Un peu plus de trois mois après la relance du huitième canal, quel bilan faites-vous des premiers mois de D8 ?

On a fait très nettement progresser les audiences du canal. Sur l'ensemble du public (nous étions à 3% de parts d'audience en décembre, comme sur les dix premiers jours de ce mois-ci) tout comme sur nos cibles prioritaires : les performances du canal sur les CSP+ et les 25-49 ans ont progressé de manière très significative. Après trois mois d'exploitation, je suis donc très satisfait par nos performances, mais aussi par ce que nous avons mis à l'antenne. C'est très prometteur. Notre objectif principal, je le rappelle, c'est de créer modestement une chaîne généraliste CSP+ fondée sur du divertissement de qualité et qui apporte une vraie offre alternative aux téléspectateurs. Sur le long terme, on veut parvenir à imposer notre modèle qui nous semble différent de l'offre actuelle sur la TNT.

Parmi les programmes très puissants dans votre offre : votre access "Touche pas à mon poste", programmé en inédit du lundi au jeudi. Réfléchissez-vous à ajouter une émission le vendredi ?

Le divertissement de Cyril Hanouna réalise des audiences très importantes sur toutes les cases où il est diffusé. Les scores sur nos cibles prioritaires (CSP+ et 25-49 ans) sont énormes. C'est un très gros succès. Ce passage réussi de Cyril au quotidien confirme qu'il est un des grands animateurs de divertissement du PAF. En ce qui concerne le vendredi, nous proposons pour l'heure une rediffusion de l'émission hebdomadaire diffusée le jeudi en deuxième partie de soirée.
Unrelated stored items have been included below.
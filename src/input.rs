/// Latched key intents.
///
/// The host-input adapter writes into an `InputState` whenever key events
/// arrive; the simulation reads one [`TickInput`] snapshot at the start of
/// the player's update and nowhere else, so input can never tear a tick
/// mid-pipeline.

#[derive(Clone, Copy, Debug, PartialEq, Eq)]
pub enum Dir {
    Left,
    Right,
}

/// The buffer the driver mutates as events arrive.
#[derive(Clone, Debug, Default, PartialEq)]
pub struct InputState {
    steer: Option<Dir>,
    fire: bool,
}

impl InputState {
    pub fn new() -> Self {
        Self::default()
    }

    /// A direction press always wins over the current one.
    pub fn press(&mut self, dir: Dir) {
        self.steer = Some(dir);
    }

    /// A release only clears the direction it matches; releasing the
    /// inactive direction has no effect.
    pub fn release(&mut self, dir: Dir) {
        if self.steer == Some(dir) {
            self.steer = None;
        }
    }

    pub fn press_fire(&mut self) {
        self.fire = true;
    }

    /// The once-per-tick read.  Steering persists across ticks; the fire
    /// latch is consumed.
    pub fn snapshot(&mut self) -> TickInput {
        let snap = TickInput {
            steer: self.steer,
            fire: self.fire,
        };
        self.fire = false;
        snap
    }
}

/// What one tick of the simulation sees of the keyboard.
#[derive(Clone, Copy, Debug, Default, PartialEq)]
pub struct TickInput {
    pub steer: Option<Dir>,
    pub fire: bool,
}
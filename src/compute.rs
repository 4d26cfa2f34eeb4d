/// Pure game-logic functions.
///
/// Every public function takes an immutable reference to the current
/// `Session` and returns a brand-new `Session`.  Side effects are limited
/// to the injected capabilities: the RNG (so callers control determinism)
/// and the audio sink.
///
/// The driver sequences one tick as: [`tick`] (update, collide, spawn) →
/// render → [`sweep`] (cleanup) → [`terminal_check`].

use rand::Rng;

use crate::audio::{Audio, Cue};
use crate::consts::*;
use crate::entities::{Adversary, Background, Phase, Player, Session, Shot, Sprite};
use crate::input::{Dir, TickInput};

// ── Geometry ─────────────────────────────────────────────────────────────────

/// Axis-aligned box overlap.  Boxes are centered with half-extents, so the
/// horizontal intervals intersect iff |Δx| ≤ w_a + w_b, regardless of which
/// box sits inside the other; border contact counts as overlap.
pub fn overlaps(a: &Sprite, b: &Sprite) -> bool {
    (a.x - b.x).abs() <= a.w + b.w && (a.y - b.y).abs() <= a.h + b.h
}

// ── Constructors ─────────────────────────────────────────────────────────────

fn player_sprite() -> Sprite {
    Sprite {
        x: FIELD_WIDTH / 2.0,
        y: FIELD_HEIGHT * 7.0 / 8.0,
        sx: 0.0,
        sy: 0.0,
        w: PLAYER_HALF_W,
        h: PLAYER_HALF_H,
        alive: true,
    }
}

/// Build a fresh session on the title screen.
pub fn init_session() -> Session {
    Session {
        player: Player {
            sprite: player_sprite(),
            health: START_HEALTH,
            score: 0,
            hiscore: 0,
            cooldown: 0,
        },
        background: Background {
            sprite: Sprite {
                x: FIELD_WIDTH / 2.0,
                y: FIELD_HEIGHT / 2.0,
                sx: 0.0,
                sy: BACKGROUND_DRIFT,
                w: FIELD_WIDTH / 2.0,
                h: FIELD_HEIGHT / 2.0,
                alive: true,
            },
        },
        adversaries: Vec::new(),
        player_shots: Vec::new(),
        adversary_shots: Vec::new(),
        phase: Phase::Title,
        width: FIELD_WIDTH,
        height: FIELD_HEIGHT,
        frame: 0,
    }
}

/// Begin a run from the title or game-over screen.  Player stats return to
/// their initial values, the dynamic collections are cleared and the high
/// score carries over.  A start while a run is active is a silent no-op.
pub fn start(state: &Session) -> Session {
    if state.phase == Phase::Running {
        return state.clone();
    }
    Session {
        player: Player {
            sprite: player_sprite(),
            health: START_HEALTH,
            score: 0,
            hiscore: state.player.hiscore,
            cooldown: 0,
        },
        adversaries: Vec::new(),
        player_shots: Vec::new(),
        adversary_shots: Vec::new(),
        phase: Phase::Running,
        frame: 0,
        ..state.clone()
    }
}

// ── Spawner ──────────────────────────────────────────────────────────────────

/// Each tick, with probability 1/61, one adversary enters at a uniformly
/// random column along the top edge.
pub fn maybe_spawn_adversary(rng: &mut impl Rng, width: f64) -> Option<Adversary> {
    if !rng.gen_ratio(1, SPAWN_ODDS) {
        return None;
    }
    Some(Adversary {
        sprite: Sprite {
            x: rng.gen_range(0.0..=width),
            y: 0.0,
            sx: 0.0,
            sy: ADVERSARY_SPEED,
            w: ADVERSARY_HALF_W,
            h: ADVERSARY_HALF_H,
            alive: true,
        },
    })
}

// ── Per-entity update rules ──────────────────────────────────────────────────

fn update_player(
    p: &Player,
    input: &TickInput,
    width: f64,
    audio: &mut impl Audio,
) -> (Player, Option<Shot>) {
    let mut sprite = p.sprite.clone();
    sprite.sx = match input.steer {
        Some(Dir::Left) => -BASE_SPEED,
        Some(Dir::Right) => BASE_SPEED,
        None => 0.0,
    };
    sprite.x += sprite.sx;
    sprite.y += sprite.sy;
    sprite.x = sprite.x.clamp(sprite.w, width - sprite.w);

    let hiscore = p.hiscore.max(p.score);
    let mut cooldown = p.cooldown.saturating_sub(1);

    let mut fired = None;
    if input.fire && cooldown == 0 {
        fired = Some(Shot {
            sprite: Sprite {
                x: sprite.x,
                // muzzle sits a third of the hull above center
                y: sprite.y - sprite.h * 2.0 / 3.0,
                sx: 0.0,
                sy: -SHOT_SPEED,
                w: SHOT_HALF_W,
                h: SHOT_HALF_H,
                alive: true,
            },
        });
        cooldown = COOLDOWN_TICKS;
        audio.play(Cue::PlayerFire);
    }

    (
        Player {
            sprite,
            health: p.health,
            score: p.score,
            hiscore,
            cooldown,
        },
        fired,
    )
}

fn update_adversary(
    a: &Adversary,
    height: f64,
    rng: &mut impl Rng,
    audio: &mut impl Audio,
) -> (Adversary, Option<Shot>) {
    let mut sprite = a.sprite.clone();
    sprite.x += sprite.sx;
    sprite.y += sprite.sy;
    if sprite.y > height {
        sprite.alive = false;
    }

    // The fire roll runs even on the tick the adversary leaves the field.
    let shot = if rng.gen_ratio(1, SPAWN_ODDS) {
        audio.play(Cue::AdversaryFire);
        Some(Shot {
            sprite: Sprite {
                x: sprite.x,
                y: sprite.y + sprite.h,
                sx: 0.0,
                sy: SHOT_SPEED,
                w: SHOT_HALF_W,
                h: SHOT_HALF_H,
                alive: true,
            },
        })
    } else {
        None
    };

    (Adversary { sprite }, shot)
}

fn advance_player_shot(s: &Shot) -> Shot {
    let mut sprite = s.sprite.clone();
    sprite.x += sprite.sx;
    sprite.y += sprite.sy;
    if sprite.y < 0.0 {
        sprite.alive = false;
    }
    Shot { sprite }
}

fn advance_adversary_shot(s: &Shot, height: f64) -> Shot {
    let mut sprite = s.sprite.clone();
    sprite.x += sprite.sx;
    sprite.y += sprite.sy;
    if sprite.y > height {
        sprite.alive = false;
    }
    Shot { sprite }
}

// ── Collision resolver ───────────────────────────────────────────────────────

/// Pairwise interaction rules, applied in fixed precedence order.  An
/// entity dies to at most one rule per tick; later rules skip entities
/// already marked dead.
pub fn resolve_collisions(
    player: &mut Player,
    adversaries: &mut [Adversary],
    player_shots: &mut [Shot],
    adversary_shots: &mut [Shot],
) {
    // 1. player rams an adversary
    for a in adversaries.iter_mut() {
        if !a.sprite.alive {
            continue;
        }
        if overlaps(&player.sprite, &a.sprite) {
            a.sprite.alive = false;
            player.health -= DAMAGE_RAM;
            player.score += SCORE_ADVERSARY;
            log::debug!("bang");
        }
    }

    // 2. player shot downs an adversary
    for a in adversaries.iter_mut() {
        if !a.sprite.alive {
            continue;
        }
        for s in player_shots.iter_mut() {
            if !s.sprite.alive {
                continue;
            }
            if overlaps(&a.sprite, &s.sprite) {
                a.sprite.alive = false;
                s.sprite.alive = false;
                player.score += SCORE_ADVERSARY;
                log::debug!("boom");
                break;
            }
        }
    }

    // 3. shots intercept each other
    for eb in adversary_shots.iter_mut() {
        if !eb.sprite.alive {
            continue;
        }
        for hb in player_shots.iter_mut() {
            if !hb.sprite.alive {
                continue;
            }
            if overlaps(&eb.sprite, &hb.sprite) {
                eb.sprite.alive = false;
                hb.sprite.alive = false;
                player.score += SCORE_SHOT;
                break;
            }
        }
    }

    // 4. adversary shot grazes the player
    for eb in adversary_shots.iter_mut() {
        if !eb.sprite.alive {
            continue;
        }
        if overlaps(&player.sprite, &eb.sprite) {
            eb.sprite.alive = false;
            player.health -= DAMAGE_SHOT;
            player.score += SCORE_SHOT;
        }
    }
}

// ── Per-tick pipeline ────────────────────────────────────────────────────────

/// Advance the simulation by one tick: entity updates, collision
/// resolution, then the adversary spawn attempt.  The caller renders the
/// result, then runs [`sweep`] and [`terminal_check`], so an entity that
/// died this tick is still drawn once.
pub fn tick(
    state: &Session,
    input: &TickInput,
    rng: &mut impl Rng,
    audio: &mut impl Audio,
) -> Session {
    let frame = state.frame + 1;

    // ── 1. Update every entity ───────────────────────────────────────────────
    let (mut player, fired) = update_player(&state.player, input, state.width, audio);

    let mut background = state.background.clone();
    background.sprite.y += background.sprite.sy;

    let mut player_shots: Vec<Shot> = state.player_shots.iter().map(advance_player_shot).collect();
    if let Some(shot) = fired {
        player_shots.push(shot);
    }

    let mut adversary_shots: Vec<Shot> = state
        .adversary_shots
        .iter()
        .map(|s| advance_adversary_shot(s, state.height))
        .collect();

    let mut adversaries = Vec::with_capacity(state.adversaries.len());
    for a in &state.adversaries {
        let (a, shot) = update_adversary(a, state.height, rng, audio);
        if let Some(s) = shot {
            adversary_shots.push(s);
        }
        adversaries.push(a);
    }

    // ── 2. Resolve collisions ────────────────────────────────────────────────
    resolve_collisions(
        &mut player,
        &mut adversaries,
        &mut player_shots,
        &mut adversary_shots,
    );

    // ── 3. Attempt an adversary spawn ────────────────────────────────────────
    if let Some(a) = maybe_spawn_adversary(rng, state.width) {
        adversaries.push(a);
    }

    Session {
        player,
        background,
        adversaries,
        player_shots,
        adversary_shots,
        frame,
        ..state.clone()
    }
}

/// Cleanup phase — drops every entity whose `alive` flag fell this tick.
/// Survivor order is preserved; the player and background are not
/// alive-tracked and never removed.
pub fn sweep(state: &Session) -> Session {
    let adversaries: Vec<Adversary> = state
        .adversaries
        .iter()
        .filter(|a| a.sprite.alive)
        .cloned()
        .collect();
    let player_shots: Vec<Shot> = state
        .player_shots
        .iter()
        .filter(|s| s.sprite.alive)
        .cloned()
        .collect();
    let adversary_shots: Vec<Shot> = state
        .adversary_shots
        .iter()
        .filter(|s| s.sprite.alive)
        .cloned()
        .collect();

    log::debug!(
        "sprite count: {}",
        2 + adversaries.len() + player_shots.len() + adversary_shots.len()
    );

    Session {
        adversaries,
        player_shots,
        adversary_shots,
        ..state.clone()
    }
}

/// End-of-tick terminal check.  A run ends when health is non-positive;
/// the final score is folded into the high score before the transition.
pub fn terminal_check(state: &Session) -> Session {
    if state.phase != Phase::Running || state.player.health > 0 {
        return state.clone();
    }
    let mut player = state.player.clone();
    player.hiscore = player.hiscore.max(player.score);
    Session {
        player,
        phase: Phase::GameOver,
        ..state.clone()
    }
}
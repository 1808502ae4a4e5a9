//! Validated email address type.

use super::AuthDomainError;
use serde::{Deserialize, Serialize};
use std::fmt;

/// Normalized email address used as the unique login identifier.
#[derive(Debug, Clone, PartialEq, Eq, Hash, Serialize, Deserialize)]
#[serde(transparent)]
pub struct Email(String);

impl Email {
    /// Creates a validated email address.
    ///
    /// The value is trimmed before validation. A valid address contains
    /// exactly one `@` with non-empty local and domain parts and no
    /// whitespace.
    ///
    /// # Errors
    ///
    /// Returns [`AuthDomainError::InvalidEmail`] when the value does not
    /// look like an email address.
    pub fn new(value: impl Into<String>) -> Result<Self, AuthDomainError> {
        let raw = value.into();
        let normalized = raw.trim();
        let mut segments = normalized.split('@');
        let local = segments.next().unwrap_or_default();
        let domain = segments.next().unwrap_or_default();
        let has_more_segments = segments.next().is_some();
        let is_valid = !local.is_empty()
            && !domain.is_empty()
            && !has_more_segments
            && !normalized.chars().any(char::is_whitespace);

        if !is_valid {
            return Err(AuthDomainError::InvalidEmail(raw));
        }

        Ok(Self(normalized.to_owned()))
    }

    /// Returns the email address as `str`.
    #[must_use]
    pub fn as_str(&self) -> &str {
        &self.0
    }
}

impl AsRef<str> for Email {
    fn as_ref(&self) -> &str {
        self.as_str()
    }
}

impl fmt::Display for Email {
    fn fmt(&self, f: &mut fmt::Formatter<'_>) -> fmt::Result {
        write!(f, "{}", self.0)
    }
}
Les scores sont strictement équivalents aux émissions diffusées du lundi au jeudi parce que ce ne sont pas les mêmes publics qui regardent les deux émissions. Mais pourquoi pas proposer dans un second temps une émission inédite le vendredi...

Est-il vrai que vous pourriez délaisser votre offre de deuxième partie de soirée pour privilégier des programmations davantages verticales ?

Globalement, on voit que les programmations verticales sont intéressantes mais il n'est pas du tout question d'abandonner l'émission de deuxième partie de soirée de Cyril qui est extrêmement performante. Ni celle de Thierry Ardisson, "Tout le monde en a parlé" le vendredi soir.

Est-ce que Cyril Hanouna sera de retour en prime time en 2013 ?

Les prime times de Cyril Hanouna pendant les fêtes ont été très concluants. On va lancer à partir du printemps d'autres séries d'émissions en prime time. On réfléchit soit à lancer une nouvelle marque, soit à faire des spéciales de "Touche pas à mon poste". On ne fera pas plus de 5 à 6 prime times. Nous les programmerons soit en mensuel, soit par salve. On veut gérer la présence à l'antenne de Cyril de manière précautionneuse. Il faut qu'il reste concentré sur l'access, surtout que nous pensons qu'il y a encore du potentiel pour que "Touche pas à mon poste" progresse de nouveau.

Autre pari de D8 : "Le Grand 8". L'émission a débuté faiblement et sa programmation a évolué à plusieurs reprises. Quel premier bilan faites-vous de ce talk-show ?

Il y a eu une campagne de presse négative disproportionnée sur "Le Grand 8". L'émission a connu un seul vrai changement de programmation en cette rentrée de janvier : son installation entre 11 heures et midi, avec une formule et un décor remaniés et une retransmission en direct. Je pense que cette nouvelle formule est assez prometteuse. On revient sur des codes plus classiques qui permettent d'avoir un rythme d'échanges plus intense et qui correspond sans doute au type de consommation français. On s'éloigne ainsi des codes américains que nous avions tentés au départ. De plus, le nouvel horaire me semble davantage convenir à une émission de ce type. Je pense que les audiences vont assez vite progresser. Les premiers résultats sont d'ailleurs prometteurs : l'émission réalise désormais des scores contributifs sur la cible des CSP+.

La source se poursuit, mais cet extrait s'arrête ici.